Софи. Должна сказать тебе: я не так уж сильно расстроена, что мы покидаем Ламбет. Река воняет как дохлая кошка, а этот аккордеонист в квартире под нами скоро доведет меня до истерики… Хоть бы он наконец куда-нибудь на работу устроился. А может, попросить его, чтобы он снес вниз наши чемоданы? Ему же тогда придется отложить аккордеон в сторону, верно? Но тогда он, скорее всего, начнет насвистывать эту свою мелодию сквозь зубы. Прости, милый, что я такая беспомощная… А все остальные? Они уже спустились вниз?… Да, они там… правда, становится жутковато, что я узнаю их голоса, даже когда они ругаются с ломовым извозчиком пятью этажами ниже. Милый, я хотела бы, настолько хорошо знать только твой голос. Нет, они мне, конечно, нравятся; они оба милые, к тому же они твои старые друзья – лишь этого хватило бы, чтобы я испытывала к ним симпатию… Но мне кажется – прости меня, но мне почему-то кажется – пока не поздно… мне кажется, нам не стоит переезжать вместе с ними. Мне кажется, нам лучше остаться здесь вдвоем, чтобы были только ты и я… Милый, прошу тебя – да не затягивай ты этот ремень – скажи, что ты думаешь – ведь еще не слишком поздно – прощу тебя, скажи прямо сейчас: я слышу в коридоре шаги Банджо, он вот-вот войдет в комнату… Прошу тебя, не затягивай ремень!.. Даже если ты будешь делать это очень тихо, я все равно услышу… (Спокойно, ласково, слегка иронично.) Я по звуку могу узнать даже, какую одежду ты надеваешь утром… Мои уши и нос подсказывают, что на тебе сегодня – саржевый костюм, а в петлице – василек, который ты взял из вазы. Я поняла это в ту же минуту, когда ты вставил его в петлицу; тебе не кажется иногда, что я чуточку ведьма? Но на самом деле я просто твоя добрая фея, и я хочу остаться здесь, с тобой. Не волнуйся, я уже привыкла, мы же так долго живем здесь, я могу справиться со всем сама, я не испугаюсь, даже если ты будешь выходить в город без меня – а ты, кончено же, будешь – и часто – тебе же придется навещать Мышонка и Банджо в их новой студии… Ну скажи хоть что-нибудь! Битчем. Софи… Ну что мне тебе сказать?

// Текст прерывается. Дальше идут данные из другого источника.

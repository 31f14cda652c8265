//! Layered configuration (SPEC_FULL.md §2 Ambient Configuration), following
//! the teacher's `infrastructure::config` split between a plain settings
//! struct and a `ConfigLoader` that merges it from several sources.

mod loader;

pub use loader::{ConfigError, ConfigLoader};

use serde::{Deserialize, Serialize};

#[derive(Debug, Clone, Serialize, Deserialize, PartialEq)]
pub struct Config {
    pub server: ServerConfig,
    pub database: DatabaseConfig,
    pub batch: BatchConfig,
    pub locking: LockingConfig,
    pub logging: LoggingConfig,
    pub upstream: UpstreamConfig,
}

impl Default for Config {
    fn default() -> Self {
        Self {
            server: ServerConfig::default(),
            database: DatabaseConfig::default(),
            batch: BatchConfig::default(),
            locking: LockingConfig::default(),
            logging: LoggingConfig::default(),
            upstream: UpstreamConfig::default(),
        }
    }
}

#[derive(Debug, Clone, Serialize, Deserialize, PartialEq)]
pub struct ServerConfig {
    pub bind_address: String,
}

impl Default for ServerConfig {
    fn default() -> Self {
        Self { bind_address: "0.0.0.0:8080".to_string() }
    }
}

#[derive(Debug, Clone, Serialize, Deserialize, PartialEq)]
pub struct DatabaseConfig {
    pub path: String,
    pub max_connections: u32,
}

impl Default for DatabaseConfig {
    fn default() -> Self {
        Self { path: "fleetctl.db".to_string(), max_connections: 10 }
    }
}

/// Default interval new `BatchJobConfig` rows are seeded with when a user
/// first enables a job kind (spec.md §3 `BatchJobConfig.intervalMinutes`).
#[derive(Debug, Clone, Serialize, Deserialize, PartialEq)]
pub struct BatchConfig {
    pub default_registry_sweep_interval_minutes: u32,
    pub default_tracked_app_sweep_interval_minutes: u32,
}

impl Default for BatchConfig {
    fn default() -> Self {
        Self { default_registry_sweep_interval_minutes: 60, default_tracked_app_sweep_interval_minutes: 60 }
    }
}

#[derive(Debug, Clone, Serialize, Deserialize, PartialEq)]
pub struct LockingConfig {
    pub stale_lock_timeout_minutes: i64,
}

impl Default for LockingConfig {
    fn default() -> Self {
        Self { stale_lock_timeout_minutes: 10 }
    }
}

#[derive(Debug, Clone, Serialize, Deserialize, PartialEq)]
pub struct LoggingConfig {
    pub level: String,
    pub format: String,
}

impl Default for LoggingConfig {
    fn default() -> Self {
        Self { level: "info".to_string(), format: "pretty".to_string() }
    }
}

/// Where the Upstream Resolver's two provider halves point by default
/// (spec.md §4.1: a registry client and one forge client). Operators
/// override per-deployment; forge-backed tracked apps still carry their
/// own `source_ref`/token independent of this base url.
#[derive(Debug, Clone, Serialize, Deserialize, PartialEq)]
pub struct UpstreamConfig {
    pub registry_base_url: String,
    pub forge_kind: String,
    pub forge_base_url: String,
}

impl Default for UpstreamConfig {
    fn default() -> Self {
        Self {
            registry_base_url: "https://registry-1.docker.io".to_string(),
            forge_kind: "github-like".to_string(),
            forge_base_url: "https://api.github.com".to_string(),
        }
    }
}
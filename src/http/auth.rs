//! User identification boundary for the HTTP surface.
//!
//! Authentication and session handling are explicitly out of scope
//! (spec.md §1): every real deployment sits behind whatever auth layer the
//! operator chooses, and hands this crate only the already-authenticated
//! caller's user id. This extractor is the opaque seam that assumption
//! lives at — it reads a pre-authenticated `X-User-Id` header the way the
//! rest of the crate treats `CredentialProvider` as an opaque accessor.

use axum::extract::FromRequestParts;
use axum::http::request::Parts;

use super::error::ApiError;

#[derive(Debug, Clone, Copy)]
pub struct AuthenticatedUser(pub i64);

impl<S> FromRequestParts<S> for AuthenticatedUser
where
    S: Send + Sync,
{
    type Rejection = ApiError;

    async fn from_request_parts(parts: &mut Parts, _state: &S) -> Result<Self, Self::Rejection> {
        let header = parts
            .headers
            .get("x-user-id")
            .and_then(|v| v.to_str().ok())
            .ok_or_else(|| ApiError::BadRequest("missing X-User-Id header".into()))?;

        let user_id: i64 = header.parse().map_err(|_| ApiError::BadRequest("X-User-Id must be an integer".into()))?;
        Ok(AuthenticatedUser(user_id))
    }
}
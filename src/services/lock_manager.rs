//! In-process keyed mutex guarding at-most-one in-flight upgrade per
//! `(instanceId, containerId)` (spec.md §4.4).

use std::collections::HashMap;
use std::sync::Arc;

use chrono::{DateTime, Duration, Utc};
use futures::FutureExt;
use tokio::sync::RwLock;
use tracing::warn;

/// A holder older than this is treated as abandoned and forcibly released.
const STALE_AFTER: Duration = Duration::minutes(10);

pub type LockKey = (i64, String);

#[derive(Debug, Clone)]
struct Holder {
    owner: String,
    acquired_at: DateTime<Utc>,
}

#[derive(Debug, Clone)]
pub struct LockInspection {
    pub held: bool,
    pub owner: Option<String>,
    pub acquired_at: Option<DateTime<Utc>>,
}

/// Process-wide singleton keyed mutex. Lock acquisition never suspends:
/// it returns `false` immediately rather than waiting (spec.md §5).
pub struct UpgradeLockManager {
    holders: RwLock<HashMap<LockKey, Holder>>,
    stale_after: Duration,
}

impl Default for UpgradeLockManager {
    fn default() -> Self {
        Self::new()
    }
}

impl UpgradeLockManager {
    pub fn new() -> Self {
        Self::with_stale_after(STALE_AFTER)
    }

    /// Same as `new`, with the stale-lock timeout sourced from config
    /// instead of the built-in default.
    pub fn with_stale_after(stale_after: Duration) -> Self {
        Self { holders: RwLock::new(HashMap::new()), stale_after }
    }

    pub fn shared() -> Arc<Self> {
        Arc::new(Self::new())
    }

    /// Fails if the key is held by a fresh holder; succeeds (replacing the
    /// holder) if the existing holder is stale. Returns the owner that
    /// currently holds the lock on failure, for the caller's skip reason.
    pub async fn acquire(&self, key: &LockKey, owner: &str) -> Result<(), String> {
        let now = Utc::now();
        let mut holders = self.holders.write().await;

        if let Some(existing) = holders.get(key) {
            let age = now.signed_duration_since(existing.acquired_at);
            if age < self.stale_after {
                return Err(existing.owner.clone());
            }
            warn!(instance_id = key.0, container_id = %key.1, stale_owner = %existing.owner, "forcibly releasing stale lock");
        }

        holders.insert(key.clone(), Holder { owner: owner.to_string(), acquired_at: now });
        Ok(())
    }

    pub async fn release(&self, key: &LockKey) {
        self.holders.write().await.remove(key);
    }

    pub async fn inspect(&self, key: &LockKey) -> LockInspection {
        match self.holders.read().await.get(key) {
            Some(h) => LockInspection { held: true, owner: Some(h.owner.clone()), acquired_at: Some(h.acquired_at) },
            None => LockInspection { held: false, owner: None, acquired_at: None },
        }
    }
}

/// Runs `body` while holding `key`, releasing it in a guaranteed-cleanup
/// scope regardless of whether `body` succeeds, fails, or panics
/// (spec.md §4.6 step 5: "Release the lock in a guaranteed-cleanup scope").
///
/// Async `Drop` can't await, so this is a plain scope guard rather than a
/// RAII guard type: the `AssertUnwindSafe` + `catch_unwind` pairing ensures
/// `release` still runs if `body`'s future panics during polling.
pub async fn with_lock<T, F, Fut>(
    manager: &Arc<UpgradeLockManager>,
    key: LockKey,
    body: F,
) -> T
where
    F: FnOnce() -> Fut,
    Fut: std::future::Future<Output = T>,
{
    let result = std::panic::AssertUnwindSafe(body()).catch_unwind().await;
    manager.release(&key).await;
    match result {
        Ok(value) => value,
        Err(payload) => std::panic::resume_unwind(payload),
    }
}

#[cfg(test)]
mod tests {
    use super::*;

    #[tokio::test]
    async fn second_acquire_on_same_key_fails_with_owner() {
        let manager = UpgradeLockManager::new();
        let key: LockKey = (1, "c1".to_string());

        manager.acquire(&key, "intent:1").await.unwrap();
        let err = manager.acquire(&key, "manual:user-1").await.unwrap_err();
        assert_eq!(err, "intent:1");
    }

    #[tokio::test]
    async fn release_then_acquire_succeeds() {
        let manager = UpgradeLockManager::new();
        let key: LockKey = (1, "c1".to_string());

        manager.acquire(&key, "intent:1").await.unwrap();
        manager.release(&key).await;
        manager.acquire(&key, "manual:user-1").await.unwrap();
    }

    #[tokio::test]
    async fn inspect_reports_current_holder() {
        let manager = UpgradeLockManager::new();
        let key: LockKey = (1, "c1".to_string());
        manager.acquire(&key, "intent:1").await.unwrap();

        let inspection = manager.inspect(&key).await;
        assert!(inspection.held);
        assert_eq!(inspection.owner.as_deref(), Some("intent:1"));
    }
}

В комнату входит молодой Мартелло.

Мартелло. Привет… Что нового?

Битчем. Ничего. (Одним яростным усилием затягивает ремень.) Я сам отнесу его вниз. Что там с повозкой?

вернуться

7

Ламбет – район Лондона на противоположном от Вестминстера берегу Темзы, имевший в начале XX в. богемную славу.